Implementation:Microsoft Onnxruntime Torch NN Module Construction

Overview

Standard PyTorch torch.nn.Module construction, producing a model instance ready for wrapping with ORTModule for accelerated training.

Metadata

Field	Value
Implementation Name	Torch_NN_Module_Construction
Type	External Tool Doc
Language	Python
API	Standard `torch.nn.Module` construction: `model = MyModel()` or `model = build_model()`
Import	`import torch`
Domain	Accelerated_Training, PyTorch_Integration
Repository	microsoft/onnxruntime
Source Reference	docs/ORTModule_Training_Guidelines.md:L32-33
Last Updated	2026-02-10

Description

This implementation covers the standard PyTorch model construction step that precedes ORTModule wrapping.
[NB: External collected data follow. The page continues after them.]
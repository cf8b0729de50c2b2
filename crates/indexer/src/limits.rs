use std::sync::atomic::{AtomicUsize, Ordering};

pub const MAX_CHUNK_CONCURRENCY: usize = 64;

pub(crate) const CONCURRENCY_ENV: &str = "SEARCH_INDEXER_CONCURRENCY";

static CHUNK_WORKERS_QUEUED: AtomicUsize = AtomicUsize::new(0);
static CHUNK_WORKERS_IN_FLIGHT: AtomicUsize = AtomicUsize::new(0);

/// Process-wide view of rebuild chunk workers.
#[derive(Debug, Clone, Copy, PartialEq, Eq)]
pub struct ChunkConcurrencySnapshot {
    /// Spawned onto the blocking pool but not yet running.
    pub queued: usize,
    pub in_flight: usize,
}

pub fn chunk_concurrency_snapshot() -> ChunkConcurrencySnapshot {
    ChunkConcurrencySnapshot {
        queued: CHUNK_WORKERS_QUEUED.load(Ordering::Relaxed),
        in_flight: CHUNK_WORKERS_IN_FLIGHT.load(Ordering::Relaxed),
    }
}

pub(crate) fn default_chunk_concurrency() -> usize {
    std::thread::available_parallelism()
        .map(std::num::NonZeroUsize::get)
        .unwrap_or(1)
        .clamp(1, MAX_CHUNK_CONCURRENCY)
}

pub(crate) fn parse_chunk_concurrency(raw: Option<&str>, default_value: usize) -> usize {
    raw.map(str::trim)
        .filter(|v| !v.is_empty())
        .and_then(|v| v.parse::<usize>().ok())
        .unwrap_or(default_value)
        .clamp(1, MAX_CHUNK_CONCURRENCY)
}

pub(crate) fn chunk_concurrency_from_env() -> usize {
    let raw = std::env::var(CONCURRENCY_ENV).ok();
    parse_chunk_concurrency(raw.as_deref(), default_chunk_concurrency())
}

/// Tracks one chunk worker from spawn until it finishes.
pub(crate) struct ChunkWorkerGuard {
    running: bool,
}

impl ChunkWorkerGuard {
    pub(crate) fn queued() -> Self {
        CHUNK_WORKERS_QUEUED.fetch_add(1, Ordering::Relaxed);
        Self { running: false }
    }

    pub(crate) fn start(mut self) -> Self {
        CHUNK_WORKERS_QUEUED.fetch_sub(1, Ordering::Relaxed);
        CHUNK_WORKERS_IN_FLIGHT.fetch_add(1, Ordering::Relaxed);
        self.running = true;
        self
    }
}

impl Drop for ChunkWorkerGuard {
    fn drop(&mut self) {
        if self.running {
            CHUNK_WORKERS_IN_FLIGHT.fetch_sub(1, Ordering::Relaxed);
        } else {
            CHUNK_WORKERS_QUEUED.fetch_sub(1, Ordering::Relaxed);
        }
    }
}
The model is constructed using standard PyTorch conventions -- there are no ONNX Runtime-specific modifications required at this stage.

The model must satisfy the following requirements for compatibility with ORTModule:

Must be a subclass of torch.nn.Module
The forward() method must accept and return tensors (or nested structures of tensors)
All learnable parameters must be registered via nn.Parameter or contained in submodules
Dynamic control flow based on tensor values should be avoided where possible for optimal ONNX tracing

API Signature

import torch
import torch.nn as nn

# Option 1: Direct instantiation
model = MyModel(config)

# Option 2: Factory function
model = build_model()

Key Parameters

Parameter	Type	Description
Model class	`torch.nn.Module` subclass	Any standard PyTorch model class
Constructor args	Varies	Model-specific configuration (hidden size, number of layers, etc.)

I/O Contract

Direction	Type	Description
Input	Model configuration	Architecture hyperparameters passed to the model constructor
Output	`torch.nn.Module` instance	Constructed model with initialized parameters, ready for ORTModule wrapping

Code Reference

From docs/ORTModule_Training_Guidelines.md:

	model = build_model()

+	from onnxruntime.training.ortmodule import ORTModule
+	model = ORTModule(model)

The first line (model = build_model()) represents the standard model construction step covered by this implementation.

Usage Example

import torch
import torch.nn as nn

# Example 1: Simple feedforward model
class FeedForward(nn.Module):
    def __init__(self, input_dim, hidden_dim, output_dim):
        super().__init__()
        self.fc1 = nn.Linear(input_dim, hidden_dim)
        self.relu = nn.ReLU()
        self.fc2 = nn.Linear(hidden_dim, output_dim)

    def forward(self, x):
        return self.fc2(self.relu(self.fc1(x)))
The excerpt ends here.